En 1958, recupera esa experiencia en el hermoso poema «Ahora»:
Antes me quedaba esperando que el trébol
se abriera o se cerrara,
pero nunca lo veía.
Era demasiado impaciente,
o el movimiento demasiado sutil,
imperceptible
y más que pasajero.
Aquella que yo era a los cinco años se cansaba de esperar
y al mirar de nuevo estaba
…. ¡cerrado todo ya por la noche!
Volvía a perdérmelo
otra vez.
Cinematográficamente
he grabado la apertura de la escholtzia
un alba de principios de verano.
Me proporcionó una aguda conciencia del paso del tiempo,
de características y valores exactos a la luz,
pero no vi el movimiento
No vi con mi propia y directa percepción que se movieran los pétalos.
Luego, en la película, parecían abrirse de repente,
pero, en aquel momento,
aunque no quité ojo
y sentí que el tiempo no se movía tanto como él era movido,
y sentí
una unidad de tiempo y de lugar con otros tiempos y lugares,
aun así, no vi que se movieran los pétalos.
No vi que se abrieran.
Estaban cerrados,
Y luego abiertos,
Y entre una cosa y otra percibí muchas fases,
pero no vi su movimiento al abrirse.
Mi cadencia y mi ritmo no podían observar el ritmo al que se abrían.
Lo importante de la poesía es que una tiene que seguir
haciéndola.
La gente tiene que seguir haciéndola.
Lo viejo no sirve de nada
cuando es viejo.
Procede del instante
y perdura un instante.
Tómatela ahora
deprisa
sin agua.
¡Ya!
Mañana habrá otra cosa.
Esa experiencia subyace después en muchos de sus planos. Margaret Tait, en su trabajo para rimar el cálculo con la intuición, en la atención detallada y sensibilización ante las efímeras y pequeñas materias del mundo, encontró en la cámara de cine un instrumento que posibilitaba ver aquello imperceptible, el movimiento de los pétalos al abrirse que el ojo no podía ver; entre aquella experiencia de niña hasta su filmación de la frágil primula al final de la vida se forman sus imágenes, o su búsqueda de aquella imagen que trascienda y eleve estética y espiritualmente: «Lo contradictorio o paradójico es que en un documental las cosas reales representadas pierdan su realidad al ser fotografiadas y presentadas de esa manera documental, y no hay poesía en ello. En poesía, ocurre algo más. Es difícil decir qué. Es una presencia, o se podría decir un alma o espíritu, una empatía con todo lo que se contempla, que nos creemos hasta el punto de la identificación» (Margaret Tait).
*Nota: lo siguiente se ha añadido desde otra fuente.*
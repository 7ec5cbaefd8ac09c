//! Interpolation of fixed-step solver output
//!
//! Explicit peroxide solvers emit states on their own internal grid. This module
//! resamples that output onto the observation times, using Catmull-Rom splines where
//! they are defined and linear interpolation near the ends of the grid, where the
//! cubic spline has no neighbours to draw on.

use nalgebra::DMatrix;
use splines::{Interpolation, Key, Spline};

/// Resamples solver output at the query times.
///
/// # Arguments
///
/// * `states` - Solver states, one vector per entry of `times`
/// * `times` - Solver time points, strictly increasing
/// * `query_times` - Time points at which to interpolate values
///
/// # Returns
///
/// * `Option<Vec<Vec<f64>>>` - One interpolated state per query time, or `None` if the
///   solver output is empty or a query lies outside a single-point grid
pub fn interpolate(states: &[Vec<f64>], times: &[f64], query_times: &[f64]) -> Option<Vec<Vec<f64>>> {
    let data = concatenate(states)?;

    let cubic_splines = setup_splines(&data, times, Interpolation::CatmullRom);
    let linear_splines = setup_splines(&data, times, Interpolation::Linear);

    query_times
        .iter()
        .map(|t| {
            linear_splines
                .iter()
                .zip(cubic_splines.iter())
                .map(|(linear, cubic)| cubic.sample(*t).or_else(|| linear.clamped_sample(*t)))
                .collect::<Option<Vec<f64>>>()
        })
        .collect()
}

/// Creates one spline per state variable.
fn setup_splines(
    data: &DMatrix<f64>,
    times: &[f64],
    interpolation: Interpolation<f64, f64>,
) -> Vec<Spline<f64, f64>> {
    (0..data.ncols())
        .map(|col| {
            let keys = times
                .iter()
                .enumerate()
                .map(|(row, t)| Key::new(*t, data[(row, col)], interpolation))
                .collect();
            Spline::from_vec(keys)
        })
        .collect()
}

/// Stacks state vectors into a matrix with one row per time point.
fn concatenate(states: &[Vec<f64>]) -> Option<DMatrix<f64>> {
    let ncols = states.first()?.len();
    if states.iter().any(|s| s.len() != ncols) {
        return None;
    }
    Some(DMatrix::from_row_iterator(
        states.len(),
        ncols,
        states.iter().flatten().copied(),
    ))
}

#[cfg(test)]
mod tests {
    use approx::assert_relative_eq;

    use super::*;

    #[test]
    fn test_interpolate_linear_data() {
        // ARRANGE
        let times = vec![0.0, 1.0, 2.0, 3.0, 4.0];
        let states = times.iter().map(|t| vec![2.0 * t, 1.0]).collect::<Vec<_>>();

        // ACT
        let out = interpolate(&states, &times, &[0.0, 1.5, 4.0]).unwrap();

        // ASSERT
        assert_relative_eq!(out[0][0], 0.0);
        assert_relative_eq!(out[1][0], 3.0, epsilon = 1e-10);
        assert_relative_eq!(out[2][0], 8.0);
        assert!(out.iter().all(|row| row[1] == 1.0));
    }

    #[test]
    fn test_interpolate_rejects_empty() {
        assert!(interpolate(&[], &[], &[0.0]).is_none());
    }
}
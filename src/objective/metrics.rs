use ndarray::Array1;

/// Critical value of the standard normal distribution for a two-sided 95 % interval
pub const Z_95: f64 = 1.96;

/// Calculates the sum of squared errors (SSE) of a residual vector.
///
/// SSE = Σr²
pub fn sum_of_squared_errors(residuals: &Array1<f64>) -> f64 {
    residuals.mapv(|x| x * x).sum()
}

/// Calculates Root Mean Squared Error (RMSE), in the units of the observed data.
///
/// RMSE = √((1/n) * Σr²)
///
/// # Arguments
/// * `residuals` - Residual vector
///
/// # Returns
/// * `f64` - RMSE, or `0.0` for an empty vector
pub fn root_mean_squared_error(residuals: &Array1<f64>) -> f64 {
    if residuals.is_empty() {
        return 0.0;
    }
    (sum_of_squared_errors(residuals) / residuals.len() as f64).sqrt()
}

/// Absolute deviation of each estimate from its reference, in percent of the reference.
///
/// error = |(estimate − reference) / reference| · 100
///
/// Entries whose reference is zero are `NaN`.
///
/// # Arguments
/// * `estimates` - Estimated values
/// * `references` - True values, or the initial guess to report the change from it
///
/// # Returns
/// * `Vec<f64>` - One percentage per estimate
pub fn relative_percentage_errors(estimates: &[f64], references: &[f64]) -> Vec<f64> {
    estimates
        .iter()
        .zip(references)
        .map(|(est, reference)| {
            if *reference == 0.0 {
                f64::NAN
            } else {
                ((est - reference) / reference).abs() * 100.0
            }
        })
        .collect()
}

/// Percentage change of each estimate from the initial guess.
pub fn percentage_change(estimates: &[f64], initial_guess: &[f64]) -> Vec<f64> {
    relative_percentage_errors(estimates, initial_guess)
}

/// Half-widths of 95 % confidence intervals from the final proposal spread.
pub fn confidence_half_widths(spread: &[f64]) -> Vec<f64> {
    spread.iter().map(|sd| Z_95 * sd).collect()
}

/// Mean of finite entries, ignoring `NaN` from zero references.
pub fn finite_mean(values: &[f64]) -> Option<f64> {
    let finite = values.iter().filter(|v| v.is_finite()).collect::<Vec<_>>();
    if finite.is_empty() {
        return None;
    }
    Some(finite.iter().copied().sum::<f64>() / finite.len() as f64)
}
Este vínculo con la experiencia primigenia es el núcleo del ecosistema del cine que defendió Margaret Tait en su pequeño taller en las islas de Orkney, lejos del supermercado neoliberal y la saturación de producciones visuales que extenúan nuestra visión y nuestros cuerpos, buscando con modestia que el cine quedara inmerso en los ciclos de la naturaleza, los movimientos de la luz, el reencuentro con lo que está enraizado, y que recobre o no pierda de vista aquel despertar de la mirada; ahí, la creatividad se despliega de forma horizontal, tentativa e igualitaria a través de todos los gestos y todas las etapas del proceso creativo porque concierne a una forma de estar y de relacionarse y jugar con el mundo; esos gestos —el traernos esa planta recóndita— se transmiten del viejo al nuevo mundo.